Pseudo-Dionysius’s Angelic Hierarchy is often overlooked in the Dionysian corpus as readers seek out the more theologically practical works. It is a younger sibling of sorts, paired with other texts, like the Divine Names, and used as context for their insights, but never quite valued as a solitary work. In this book, Rosemary Arthur finds a place for the Angelic Hierarchy, revisiting and expanding her thought about its provenance: she argues that, rather than being the model for Stephen bar Sudhaili’s Book of the Holy Hierotheos, Angelic Hierarchy is a polemical response to it. The product of the late 520s or early 530s, Pseudo-Dionysius’s catalog of the orders of angels is a rebuttal that deliberately conceals its author in the name of establishing a particular, fixed account of angelic natures.

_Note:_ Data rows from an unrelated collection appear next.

//! Protocol dispatch
//!
//! Each consensus family is a [`Strategy`]: a [`Formulas`] record plus the
//! ordered commit units run for its blocks.  Later families are built from
//! earlier ones by overriding individual formulas through
//! [`PartialFormulas`], never by inheriting whole units.

mod rolls;
mod staking;
mod tenderbake;

use std::{collections::HashMap, sync::Arc};

use anyhow::Result;
use tracing::info;

use bakehouse_common::{
    operations::FreezerCategory,
    protocol_params::{ProtocolConstants, ProtocolParams, ProtocolVersion},
    Account, AccountId, Level, Mutez, ProtocolHash, ReplayError, RewardSplit, SnapshotBalance,
};

use crate::{
    commits::{
        BakerCycleCommit, BakingRightsCommit, BlockCommit, CommitUnit, CycleCommit,
        DeactivationCommit, EndorsingRewardCommit, FreezerCommit, FutureRightsCommit,
        MigrationCommit, OperationsCommit, SnapshotBalanceCommit, StatisticsCommit,
    },
    rights_generator::BakingMode,
    sampler::{Sampler, SamplerError},
};

type SamplerFn = fn(&[(AccountId, Mutez)], &ProtocolConstants) -> Result<Sampler, SamplerError>;
type PowerFn = fn(&SnapshotBalance) -> Mutez;
type RoundRewardFn = fn(&ProtocolConstants, i32) -> Mutez;
type SlotsRewardFn = fn(&ProtocolConstants, i32) -> Mutez;
type SplitFn = fn(&Account, Mutez, &ProtocolConstants) -> Result<RewardSplit>;
type GasFn = fn(i64) -> i64;
type GraceFn = fn(&ProtocolParams, Level) -> Level;

/// Every accounting rule that differs between protocol families
#[derive(Clone, Copy)]
pub struct Formulas {
    pub baking_mode: BakingMode,
    pub sampler: SamplerFn,

    /// Weight of a baker in the sampler, from its snapshot
    pub baking_power: PowerFn,

    /// Reward of the payload producer baking at `round`
    pub block_reward: RoundRewardFn,

    /// Bonus of the proposer for `validations` included endorsement slots
    pub block_bonus: SlotsRewardFn,

    /// Reward expected for endorsing with `slots` slots
    pub endorsement_reward: SlotsRewardFn,

    /// Endorsement rewards are paid with each endorsement rather than at cycle end
    pub endorsement_rewards_per_level: bool,

    /// Rewards and fees are frozen and released `preserved_cycles` later
    pub freezes_rewards: bool,

    pub block_deposit: fn(&ProtocolConstants) -> Mutez,
    pub endorsement_deposit: SlotsRewardFn,

    /// Bucket node-reported deposit movements land in
    pub deposit_bucket: FreezerCategory,

    pub reward_split: SplitFn,
    pub gas_used: GasFn,

    /// Level at which a baker acting at `level` would be deactivated
    pub deactivation_level: GraceFn,
}

/// Overrides applied on top of a base [`Formulas`]
#[derive(Default, Clone, Copy)]
pub struct PartialFormulas {
    pub baking_mode: Option<BakingMode>,
    pub sampler: Option<SamplerFn>,
    pub baking_power: Option<PowerFn>,
    pub block_reward: Option<RoundRewardFn>,
    pub block_bonus: Option<SlotsRewardFn>,
    pub endorsement_reward: Option<SlotsRewardFn>,
    pub endorsement_rewards_per_level: Option<bool>,
    pub freezes_rewards: Option<bool>,
    pub block_deposit: Option<fn(&ProtocolConstants) -> Mutez>,
    pub endorsement_deposit: Option<SlotsRewardFn>,
    pub deposit_bucket: Option<FreezerCategory>,
    pub reward_split: Option<SplitFn>,
    pub gas_used: Option<GasFn>,
    pub deactivation_level: Option<GraceFn>,
}

impl PartialFormulas {
    pub fn over(self, base: Formulas) -> Formulas {
        Formulas {
            baking_mode: self.baking_mode.unwrap_or(base.baking_mode),
            sampler: self.sampler.unwrap_or(base.sampler),
            baking_power: self.baking_power.unwrap_or(base.baking_power),
            block_reward: self.block_reward.unwrap_or(base.block_reward),
            block_bonus: self.block_bonus.unwrap_or(base.block_bonus),
            endorsement_reward: self.endorsement_reward.unwrap_or(base.endorsement_reward),
            endorsement_rewards_per_level: self
                .endorsement_rewards_per_level
                .unwrap_or(base.endorsement_rewards_per_level),
            freezes_rewards: self.freezes_rewards.unwrap_or(base.freezes_rewards),
            block_deposit: self.block_deposit.unwrap_or(base.block_deposit),
            endorsement_deposit: self.endorsement_deposit.unwrap_or(base.endorsement_deposit),
            deposit_bucket: self.deposit_bucket.unwrap_or(base.deposit_bucket),
            reward_split: self.reward_split.unwrap_or(base.reward_split),
            gas_used: self.gas_used.unwrap_or(base.gas_used),
            deactivation_level: self.deactivation_level.unwrap_or(base.deactivation_level),
        }
    }
}

/// Formulas and commit units of one protocol family
pub struct Strategy {
    pub version: ProtocolVersion,
    pub formulas: Formulas,

    /// Units in apply order; revert runs them backwards
    pub units: Vec<Box<dyn CommitUnit>>,
}

impl Strategy {
    pub fn for_version(version: ProtocolVersion) -> Self {
        let rolls = rolls::formulas();
        let tenderbake = tenderbake::overrides().over(rolls);
        let formulas = match version {
            ProtocolVersion::Rolls => rolls,
            ProtocolVersion::Tenderbake => tenderbake,
            ProtocolVersion::Staking => staking::overrides().over(tenderbake),
        };

        let mut units: Vec<Box<dyn CommitUnit>> = vec![
            Box::new(MigrationCommit),
            Box::new(BlockCommit),
            Box::new(OperationsCommit),
            Box::new(BakingRightsCommit),
            Box::new(CycleCommit),
            Box::new(FutureRightsCommit),
            Box::new(BakerCycleCommit),
        ];
        if !formulas.endorsement_rewards_per_level {
            units.push(Box::new(EndorsingRewardCommit));
        }
        units.push(Box::new(FreezerCommit));
        units.push(Box::new(DeactivationCommit));
        units.push(Box::new(SnapshotBalanceCommit));
        units.push(Box::new(StatisticsCommit));

        Self {
            version,
            formulas,
            units,
        }
    }
}

/// A configured protocol together with its family's strategy
pub struct ProtocolHandler {
    pub params: ProtocolParams,
    pub strategy: Arc<Strategy>,
}

impl ProtocolHandler {
    pub fn version(&self) -> ProtocolVersion {
        self.strategy.version
    }

    pub fn constants(&self) -> &ProtocolConstants {
        &self.params.constants
    }

    pub fn formulas(&self) -> &Formulas {
        &self.strategy.formulas
    }
}

/// Protocol table, looked up by hash when applying and by code when reverting
pub struct ProtocolRegistry {
    by_hash: HashMap<ProtocolHash, Arc<ProtocolHandler>>,
    by_code: HashMap<i32, Arc<ProtocolHandler>>,
}

impl ProtocolRegistry {
    pub fn new(protocols: &[ProtocolParams]) -> Self {
        let mut strategies: HashMap<ProtocolVersion, Arc<Strategy>> = HashMap::new();
        let mut by_hash = HashMap::new();
        let mut by_code = HashMap::new();
        for params in protocols {
            let strategy = strategies
                .entry(params.version)
                .or_insert_with(|| Arc::new(Strategy::for_version(params.version)))
                .clone();
            let handler = Arc::new(ProtocolHandler {
                params: params.clone(),
                strategy,
            });
            info!(
                hash = %params.hash,
                code = params.code,
                version = ?params.version,
                "Registered protocol"
            );
            by_hash.insert(params.hash.clone(), handler.clone());
            by_code.insert(params.code, handler);
        }
        Self { by_hash, by_code }
    }

    pub fn resolve(&self, hash: &ProtocolHash) -> Result<Arc<ProtocolHandler>, ReplayError> {
        self.by_hash
            .get(hash)
            .cloned()
            .ok_or_else(|| ReplayError::UnknownProtocol(hash.clone()))
    }

    pub fn by_code(&self, code: i32) -> Result<Arc<ProtocolHandler>, ReplayError> {
        self.by_code
            .get(&code)
            .cloned()
            .ok_or_else(|| ReplayError::UnknownProtocol(ProtocolHash::new(format!("#{code}"))))
    }

    pub fn len(&self) -> usize {
        self.by_hash.len()
    }

    pub fn is_empty(&self) -> bool {
        self.by_hash.is_empty()
    }
}

#[cfg(test)]
mod tests {
    use super::*;
    use crate::test_utils::test_params;

    #[test]
    fn later_families_override_only_what_they_change() {
        let rolls = Strategy::for_version(ProtocolVersion::Rolls);
        let tenderbake = Strategy::for_version(ProtocolVersion::Tenderbake);
        let staking = Strategy::for_version(ProtocolVersion::Staking);

        assert_eq!(rolls.formulas.baking_mode, BakingMode::Priorities);
        assert_eq!(tenderbake.formulas.baking_mode, BakingMode::Rounds);
        assert_eq!(staking.formulas.baking_mode, BakingMode::Rounds);

        // Gas rounding changed with Tenderbake and stayed since
        assert_eq!((rolls.formulas.gas_used)(1_500), 1);
        assert_eq!((tenderbake.formulas.gas_used)(1_500), 2);
        assert_eq!((staking.formulas.gas_used)(1_001), 2);

        assert_eq!(rolls.formulas.deposit_bucket, FreezerCategory::Deposits);
        assert_eq!(staking.formulas.deposit_bucket, FreezerCategory::Staked);

        // Roll era pays endorsements per level and has no cycle-end reward unit
        assert_eq!(rolls.units.len() + 1, tenderbake.units.len());
        assert_eq!(tenderbake.units.len(), staking.units.len());
    }

    #[test]
    fn registry_resolves_by_hash_and_code() {
        let params = test_params(ProtocolVersion::Tenderbake);
        let registry = ProtocolRegistry::new(std::slice::from_ref(&params));
        assert_eq!(registry.resolve(&params.hash).unwrap().params.code, params.code);
        assert_eq!(
            registry.by_code(params.code).unwrap().version(),
            ProtocolVersion::Tenderbake
        );
        assert_eq!(
            registry.resolve(&ProtocolHash::from("PtNope")).err(),
            Some(ReplayError::UnknownProtocol(ProtocolHash::from("PtNope")))
        );
    }
}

Pseudo-Dionysius is pressed to take on the task of categorization—to clarify the numbers, names, and roles of angels—because of bar Sudhaili’s overly Evagrian portrait of the universe, the function of the sacraments, and the mutability of human beings and other rational creatures. The Book of the Holy Hierotheos tells of the ascent of the mind through and beyond many levels of intellect before its arrival at the Good from which it fell; such speculation has earned bar Sudhaili a reputation as the most heady of the Syrian Christians writing at the turn of the sixth century. The Book has many parallels with the Angelic Hierarchy, and scholars have in the past thought it to be written after the Hierarchy and dependent on it. However, Arthur argues that it is more logical to consider Pseudo-Dionysius to have created the Hierarchy after bar Sudhaili’s Book and to have written it as a direct response to the Book. As she explains in chapter 5, “Summa or Polemic?,” Psuedo-Dionysius’s polemical purpose explains the fixation that Angelic Hierarchy shows with angels who do not deviate from their roles, as well as the argumentative language of the text and its self-presentation as a summa on the angelic world.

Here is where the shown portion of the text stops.